The flood is merely Act One. Read on:
This God first "hardens the heart of Pharaoh" to make sure
the Egyptian ruler will not be moved by the plea of Moses to let his
people go. Then because Pharaoh's heart is hardened, God turns the
Nile into blood so people cannot drink its water and will suffer
from thirst. Not satisfied with the results, God sends swarms of
locusts and flies to torture them; rains hail and fire and thunder
on them destroys the trees and plants of the field until nothing
green remains; orders every first-born child to be slaughtered, from
the first-born of Pharaoh right on down to "the first-born of
the maidservant behind the mill." An equal-murderous God, you
might say. The massacre continues until "there is not a house
where one was not dead." While the Egyptian families mourn
their dead, God orders Moses to loot from their houses all their
gold and silver and clothing.
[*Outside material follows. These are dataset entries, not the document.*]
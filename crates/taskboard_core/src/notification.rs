use crate::{JobType, RunId};

#[derive(Debug, Clone, Copy, PartialEq, Eq)]
pub enum NotificationKind {
    /// Spinner-style toast that a later notification with the same id replaces.
    Pending,
    Success,
    Error,
}

/// A user-visible toast. Notifications sharing an `id` update one toast in place.
#[derive(Debug, Clone, PartialEq, Eq)]
pub struct Notification {
    pub id: RunId,
    pub kind: NotificationKind,
    pub message: String,
}

impl Notification {
    pub(crate) fn streaming(id: RunId, job_type: JobType) -> Self {
        Self {
            id,
            kind: NotificationKind::Pending,
            message: format!("{}...", job_type.progress_phrase()),
        }
    }

    pub(crate) fn completed(id: RunId, job_type: JobType) -> Self {
        Self {
            id,
            kind: NotificationKind::Success,
            message: format!("{}!", job_type.done_phrase()),
        }
    }

    pub(crate) fn dispatch_failed(id: RunId, job_type: JobType) -> Self {
        Self {
            id,
            kind: NotificationKind::Error,
            message: format!(
                "Something went wrong during {} request!",
                job_type.activity()
            ),
        }
    }

    pub(crate) fn stream_failed(id: RunId, job_type: JobType) -> Self {
        Self {
            id,
            kind: NotificationKind::Error,
            message: format!("Lost the {} log stream!", job_type.activity()),
        }
    }

    pub(crate) fn cancelled(id: RunId, job_type: JobType) -> Self {
        let activity = job_type.activity();
        let mut chars = activity.chars();
        let capitalized = match chars.next() {
            Some(first) => first.to_uppercase().chain(chars).collect::<String>(),
            None => String::new(),
        };
        Self {
            id,
            kind: NotificationKind::Error,
            message: format!("{capitalized} cancelled."),
        }
    }
}
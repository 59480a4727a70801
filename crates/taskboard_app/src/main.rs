mod platform;

use std::process::ExitCode;

fn main() -> ExitCode {
    match platform::run_app() {
        Ok(code) => code,
        Err(err) => {
            eprintln!("taskboard: {err:#}");
            ExitCode::from(2)
        }
    }
}
use crate::StreamError;

/// Incremental `text/event-stream` framer.
///
/// Bytes are fed as they arrive; each completed event yields its data field
/// (multiple `data:` lines joined with `\n`). Lines may end in `\n`, `\r\n` or
/// `\r`, and chunk boundaries may fall anywhere, including inside a line
/// terminator or a UTF-8 sequence. Comments and fields other than `data` are
/// ignored.
#[derive(Debug, Default)]
pub struct SseDecoder {
    buffer: Vec<u8>,
    data: String,
    has_data: bool,
    after_cr: bool,
}

impl SseDecoder {
    pub fn new() -> Self {
        Self::default()
    }

    pub fn feed(&mut self, chunk: &[u8]) -> Result<Vec<String>, StreamError> {
        let mut chunk = chunk;
        if self.after_cr {
            // `\r` ended the previous chunk; a leading `\n` completes the same terminator.
            if chunk.first() == Some(&b'\n') {
                chunk = &chunk[1..];
            }
            self.after_cr = false;
        }
        self.buffer.extend_from_slice(chunk);

        let mut messages = Vec::new();
        let mut start = 0;
        let mut index = 0;
        while index < self.buffer.len() {
            let byte = self.buffer[index];
            if byte != b'\n' && byte != b'\r' {
                index += 1;
                continue;
            }
            let line = std::str::from_utf8(&self.buffer[start..index])
                .map_err(|err| StreamError::DecodeFailure(format!("invalid utf-8: {err}")))?
                .to_string();
            if byte == b'\r' {
                match self.buffer.get(index + 1) {
                    Some(b'\n') => index += 1,
                    Some(_) => {}
                    None => self.after_cr = true,
                }
            }
            index += 1;
            start = index;
            if let Some(message) = self.process_line(&line) {
                messages.push(message);
            }
        }
        self.buffer.drain(..start);
        Ok(messages)
    }

    fn process_line(&mut self, line: &str) -> Option<String> {
        if line.is_empty() {
            return self.dispatch();
        }
        if line.starts_with(':') {
            return None;
        }
        let (field, value) = match line.split_once(':') {
            Some((field, value)) => (field, value.strip_prefix(' ').unwrap_or(value)),
            None => (line, ""),
        };
        if field == "data" {
            if self.has_data {
                self.data.push('\n');
            }
            self.data.push_str(value);
            self.has_data = true;
        }
        None
    }

    fn dispatch(&mut self) -> Option<String> {
        let had_data = std::mem::take(&mut self.has_data);
        let data = std::mem::take(&mut self.data);
        (had_data && !data.is_empty()).then_some(data)
    }
}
Finally, God's thirst for blood is
satisfied, God pauses to rest - and boasts: "I have made sport
of the Egyptians."
Violence: the sport of God. God, the
progenitor of shock and awe.
And that's just Act II. As the story
unfolds women and children are hacked to death on God's order;
unborn infants are ripped from their mother's wombs; cities are
leveled - their women killed if they have had sex, the virgins taken
at God's command for the pleasure of his holy warriors. When his
holy warriors spare the lives of 50,000 captives God is furious and
sends Moses back to rebuke them and tell them to finish the job. One
tribe after another falls to God-ordered genocide: the Hittites, the
Girgashites, the Amorites, the Canaanites, the Perizzites, the
Jebusites - names so ancient they have disappeared into the mists as
fathers and mothers and brothers and sisters, grandparents and
grandchildren, infants in arms, shepherds, threshers, carpenters,
merchants, housewives - living human beings, flesh and blood:
"And when the Lord your God gives them over to you, and you
defeat them; then you must utterly destroy them; you shall make no
covenant with them, and show no mercy to them...(and) your eyes
shall not pity them."
So it is written - in the Holy Bible.
Yes, I know: the early church fathers,
trying to cover up the blood-soaked trail of God's sport, decreed
that anything that disagrees with Christian dogma about the
perfection of God is to be interpreted spiritually. Yes, I know:
Edward Gibbon himself acknowledged that the literal Biblical sense
of God "is repugnant to every principle of faith as well as
reason" and that we must therefore read the scriptures through
a veil of allegory. Yes, I know: we can go through the Bible and
construct a God more pleasing to the better angels of our nature (as
I have done.) Yes, I know: Christians claim the Old Testament God of
wrath was supplanted by the Gospel's God of love [See The God of
Evil , Allan Hawkins, Exlibris.]
I know these things; all of us know these
things. But we also know that the "violence-of-God"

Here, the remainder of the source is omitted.